Segundo a diocese, a hierarquia da igreja continua sendo importante para sua organização, mas a ideia é fazer com que leigos possam trabalhar em conjunto com religiosos, de forma mais partilhada e vivencial, em uma escuta mútua e trabalho em conjunto, assim como sugere o próprio tema do processo que está sendo realizado: "Por uma Igreja sinodal: comunhão, participação e missão".
A palavra "sínodo", que costuma ser utilizada para denominar assembleias realizadas entre bispos, é usada nesta atividade pelo significado que carrega dentro da tradição da Igreja, relacionado ao "caminho que o Povo de Deus percorre". Segundo a diocese, a palavra vem do grego, sendo traduzida como "caminhar juntos".
A valorização das celebrações, da eucaristia e da palavra que integra o universo da Igreja Católica também foram indicados pela comunidade regional em resposta às perguntas do formulário.
:: Cuidado com o meio ambiente
Em uma circular publicada ainda em 2015, na chamada 'Carta Encíclica Laudato Si', o Papa Francisco fala sobre o "cuidado com a casa comum". Este termo, segundo o padre Nodari, diz respeito a um conceito mais amplo de meio ambiente, que engloba questões relacionadas ao cuidado com a natureza, assim como a cultura e as relações humanas, que também são comuns a quem vive no planeta Terra.
Nesse sentido, o processo sinodal sublinhou à Diocese de Caxias do Sul a importância de um olhar ainda mais atento às questões sociais que se colocam para além das portas da Igreja, sendo um dos caminhos o fortalecimento de pastorais que atuam com o acolhimento de pessoas que são acometidas pelo frio, fome ou violência, oferecendo espaço de escuta e também o encaminhamento aos serviços disponíveis.
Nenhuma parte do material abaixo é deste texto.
//! 速率控制器 - 基于速率的窗口增长与乘性减小
//! Rate Controller - rate-based window growth and multiplicative decrease
//!
//! 职责：
//! - 维护增长周期（epoch）的状态
//! - 按三次加线性速率曲线计算目标窗口
//! - 计算下一个RTT的步调比例
//! - 乘性减小窗口

use crate::config::Config;
use crate::congestion::{Connection, NEUTRAL_PACING_RATIO};
use std::time::Duration;
use tokio::time::Instant;
use tracing::{debug, trace};

/// The smallest window the controller ever leaves behind.
pub const MIN_CWND: u32 = 2;

const USEC_PER_SEC: u128 = 1_000_000;

/// Per-connection epoch bookkeeping.
///
/// 每个连接的增长周期状态。
#[derive(Debug, Clone)]
pub struct EpochState {
    /// Start of the current increase epoch.
    /// 当前增长周期的开始时间。
    pub t0: Option<Instant>,
    /// The rate, in packets per second, at the start of the epoch.
    /// 增长周期开始时的速率（包/秒）。
    pub r0: u64,
    /// The smallest RTT seen since the last reset.
    /// 上次重置以来观测到的最小RTT。
    pub min_rtt: Option<Duration>,
    /// When the sender stopped being window-limited.
    /// 发送方不再受窗口限制的时间。
    pub unlimited_since: Option<Instant>,
    /// `snd_nxt` when the window was last decreased; acknowledgments up to
    /// it belong to packets sent before the decrease.
    /// 上次减小窗口时的 `snd_nxt`。
    pub guard: Option<u32>,
    /// The latest RTT sample.
    /// 最近一次RTT样本。
    pub last_rtt: Option<Duration>,
    /// The last window this controller set.
    /// 本控制器最后设置的窗口。
    pub undo_cwnd: u32,
}

impl EpochState {
    pub fn new(cwnd: u32) -> Self {
        Self {
            t0: None,
            r0: 0,
            min_rtt: None,
            unlimited_since: None,
            guard: None,
            last_rtt: None,
            undo_cwnd: cwnd,
        }
    }

    pub fn update_min_rtt(&mut self, rtt: Duration) {
        if self.min_rtt.is_none_or(|min| rtt < min) {
            self.min_rtt = Some(rtt);
        }
    }

    /// Clears everything tied to the current epoch. `r0` is kept as the
    /// fallback baseline of the next epoch.
    pub fn clear_epoch(&mut self) {
        self.t0 = None;
        self.min_rtt = None;
        self.unlimited_since = None;
        self.guard = None;
    }

    /// The epoch minimum RTT if known, else the smoothed RTT.
    fn rtt_estimate(&self, conn: &Connection) -> Option<Duration> {
        self.min_rtt
            .filter(|rtt| rtt.as_micros() > 0)
            .or(Some(conn.srtt).filter(|rtt| rtt.as_micros() > 0))
    }
}

/// `r(t) = (t / alpha)^3 + t / beta + r0`, with `t` in whole milliseconds.
///
/// 速率曲线 `r(t) = (t / alpha)^3 + t / beta + r0`，`t` 以毫秒计。
#[derive(Debug, Clone, Copy)]
pub struct RateCurve {
    alpha: u64,
    beta: u64,
}

impl RateCurve {
    /// Returns `None` if either divisor is zero.
    pub fn new(alpha: u32, beta: u32) -> Option<Self> {
        (alpha > 0 && beta > 0).then_some(Self {
            alpha: u64::from(alpha),
            beta: u64::from(beta),
        })
    }

    /// The rate, in packets per second, `elapsed` into an epoch started at `r0`.
    pub fn rate(&self, elapsed: Duration, r0: u64) -> u64 {
        let t = u64::try_from(elapsed.as_millis()).unwrap_or(u64::MAX);
        (t / self.alpha)
            .saturating_pow(3)
            .saturating_add(t / self.beta)
            .saturating_add(r0)
    }
}

/// `r2 * 100 / r1`, rounded up. `r1` must not be zero.
pub fn pacing_ratio(r1: u64, r2: u64) -> u32 {
    let scaled = u128::from(r2) * 100;
    let r1 = u128::from(r1);
    let ratio = scaled.div_ceil(r1);
    u32::try_from(ratio).unwrap_or(u32::MAX)
}

/// `max(cwnd / 2, MIN_CWND)`.
pub fn slow_start_threshold(cwnd: u32) -> u32 {
    (cwnd / 2).max(MIN_CWND)
}

/// Converts epoch time into windows and pacing ratios.
///
/// 将增长周期时间转换为窗口大小和步调比例。
#[derive(Debug, Clone, Copy)]
pub struct RateController {
    curve: Option<RateCurve>,
    gamma: u32,
}

impl RateController {
    pub fn new(config: &Config) -> Self {
        Self {
            curve: RateCurve::new(config.alpha, config.beta),
            gamma: config.gamma,
        }
    }

    /// Starts an increase epoch at `conn.now`, anchoring the curve at the
    /// rate the current window achieves over the best known RTT.
    ///
    /// 在 `conn.now` 开始一个增长周期。
    pub fn start_epoch(&self, epoch: &mut EpochState, conn: &Connection) {
        let cwnd = u128::from(conn.cwnd);
        epoch.r0 = match epoch.rtt_estimate(conn) {
            Some(rtt) => u64::try_from(cwnd * USEC_PER_SEC / rtt.as_micros()).unwrap_or(u64::MAX),
            None => epoch.r0 / 2,
        };
        epoch.t0 = Some(conn.now);
        debug!(cwnd = conn.cwnd, r0 = epoch.r0, "Increase epoch started");
    }

    /// Grows the window along the rate curve.
    ///
    /// Returns the pacing ratio to publish, if any. While the sender is not
    /// window-limited the window is left alone and the time spent that way is
    /// later cut out of the epoch, so the curve resumes where it stopped.
    ///
    /// 沿速率曲线增大窗口，返回需要发布的步调比例。
    pub fn increase_cwnd(&self, epoch: &mut EpochState, conn: &mut Connection) -> Option<u32> {
        let t0 = epoch.t0?;

        if !conn.is_cwnd_limited() {
            epoch.unlimited_since.get_or_insert(conn.now);
            return Some(NEUTRAL_PACING_RATIO);
        }

        let curve = self.curve?;
        if conn.srtt.is_zero() {
            return None;
        }

        let t0 = match epoch.unlimited_since.take() {
            Some(since) => {
                let shifted = t0 + conn.now.saturating_duration_since(since);
                epoch.t0 = Some(shifted);
                shifted
            }
            None => t0,
        };

        let t1 = conn.now.checked_duration_since(t0)?;
        let r1 = curve.rate(t1, epoch.r0);
        if r1 == 0 {
            return None;
        }

        let rtt = epoch.rtt_estimate(conn)?;
        let target = u128::from(r1) * rtt.as_micros() / USEC_PER_SEC;
        let target = u32::try_from(target).unwrap_or(u32::MAX).min(conn.cwnd_clamp);
        conn.cwnd = conn.cwnd.max(target);
        epoch.undo_cwnd = conn.cwnd;

        // The rate one RTT ahead, so pacing anticipates the next target.
        let r2 = curve.rate(t1 + rtt, epoch.r0);
        let ratio = pacing_ratio(r1, r2);
        trace!(
            elapsed_ms = t1.as_millis(),
            r1,
            r2,
            cwnd = conn.cwnd,
            pacing_ratio = ratio,
            "Window increased along the rate curve"
        );
        Some(ratio)
    }

    /// Multiplicative decrease: `min(cwnd, max(cwnd * gamma / 100, MIN_CWND))`.
    ///
    /// 乘性减小窗口。
    pub fn decrease_cwnd(&self, epoch: &mut EpochState, conn: &mut Connection) {
        let reduced = u64::from(conn.cwnd) * u64::from(self.gamma) / 100;
        let reduced = u32::try_from(reduced).unwrap_or(u32::MAX).max(MIN_CWND);
        let old_cwnd = conn.cwnd;
        conn.cwnd = conn.cwnd.min(reduced);
        epoch.undo_cwnd = conn.cwnd;
        debug!(old_cwnd, new_cwnd = conn.cwnd, gamma = self.gamma, "Window decreased");
    }
}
Um dos exemplos já atuantes é a Hospedagem Solidária, realizada pela Pastoral das Pessoas em Situação de Rua em Caxias do Sul.
— Nenhum lugar é uma ilha, não tem como não nos preocuparmos com o zelo, a atenção a quem necessita, o cuidado com os pobres. E isso não é um anexo, um adendo, mas sim a essência da evangelização. O cuidado com os pobres é um dos elementos mais importantes da vida da Igreja. É preciso ter consciência de que a Igreja é, sim, celebração, mas também é a vida — destaca o padre.